Home etftrends.com Active Growth ETF FDG Far Outpaces SPY Returns in 1H

Active Growth ETF FDG Far Outpaces SPY Returns in 1H

With the first half of 2024 in the books, investors have the opportunity to look back on the year so far for takeaways. The growing role active ETFs are playing in the ETF universe presents one such lesson, with the active growth ETF FDG a standout to start the year. The strategy has far outpaced the return of the SPDR S&P 500 ETF Trust (SPY) in that time per YCharts, speaking to the growing status of active strategies.

See more: What Advisors Told VettaFi in First Half

Per YCharts, FDG, the American Century Focused Dynamic Growth ETF, has returned 26.8% over the last six months.

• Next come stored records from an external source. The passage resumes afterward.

//! Capability interface between the protocol core and a display server.

use std::time::Duration;

use crate::formats::Format;
use crate::store::{SelectionKind, Timestamp};
use crate::SelectionResult;

/// Who owns a selection according to the display server
#[derive(Debug, Clone, Copy, PartialEq, Eq)]
pub enum Owner {
    /// Nobody owns it
    Nobody,
    /// This process owns it
    This,
    /// Another client owns it
    Peer,
}

/// Answer to one conversion request or transfer step
#[derive(Debug, Clone, PartialEq, Eq)]
pub enum Reply {
    /// Targets the owner can convert to (unknown targets already dropped)
    Targets(Vec<Format>),
    /// Complete data in the given format
    Data {
        /// Format the owner actually delivered
        format: Format,
        /// Raw bytes
        bytes: Vec<u8>,
    },
    /// The owner will deliver the data in chunks
    Incremental {
        /// Format of the chunks
        format: Format,
        /// Lower bound on the total size, as announced by the owner
        size_hint: usize,
    },
    /// One chunk of an incremental transfer; empty ends the transfer
    Chunk(Vec<u8>),
    /// The owner refused the conversion
    Refused,
}

/// Operations a display-server backend provides to the protocol core
///
/// Implementations are driven from the caller's thread. How the request
/// reaches the connection (self-addressed event to a dedicated thread, or a
/// direct call on the host loop) is up to the backend.
#[cfg_attr(test, mockall::automock)]
pub trait SelectionTransport: Send + Sync {
    /// Current server time, [`crate::store::CURRENT_TIME`] when unknown
    fn now(&self) -> Timestamp;

    /// Ask the server who owns `kind`
    fn query_owner(&self, kind: SelectionKind) -> SelectionResult<Owner>;

    /// Ask the owner of `kind` to convert it to `format`
    ///
    /// The reply is tagged with `serial`; the transport arms the slot
    /// rendezvous before the request leaves.
    fn send_conversion_request(&self, kind: SelectionKind, format: Format, serial: u32) -> SelectionResult<()>;

    /// Wait up to `timeout` for the reply tagged `serial`
    fn await_reply(&self, kind: SelectionKind, serial: u32, timeout: Duration) -> Option<Reply>;

    /// Acknowledge the current chunk and ask for the next one
    fn continue_transfer(&self, kind: SelectionKind, serial: u32) -> SelectionResult<()>;

    /// Claim (or, with an empty slot, release) ownership of `kind`
    fn become_owner(&self, kind: SelectionKind) -> SelectionResult<()>;
}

That almost, but not quite, doubles SPY’s return in that time of just 15.5%. What’s more, it reflects a solid period of overall outperformance for the active growth ETF. FDG has also outperformed SPY over one year, with FDG’s 37.5% return in that time outdoing SPY’s 24.8%.

FDG’s Active Growth ETF Approach

Why, then, might FDG be performing so well, and what role could it play for investors for the remainder of the year? The strategy looks for large and mid cap U.S. firms with potential for rapid growth as well as appealing profits. Charging 45 basis points (bps), the ETF has reached $235 million in AUM since launching in 2020. What’s more, the ETF’s price has risen above both its 50-day and 200-day Simple Moving Averages (SMAs) indicating strong momentum.

So, what role might the strategy play in investor portfolios? An active ETF like FDG could provide a helpful addition to a core portfolio as a growthier option. Its active flexibility could help it given headwinds like a higher for longer rate regime and concentration risk in the stock market. Taken together, the active growth ETF stands out in both the active and ETF spaces and may be worth a closer look for investors in the second half.

Active growth ETF FDG has outperformed SPY over the last six months per YCharts.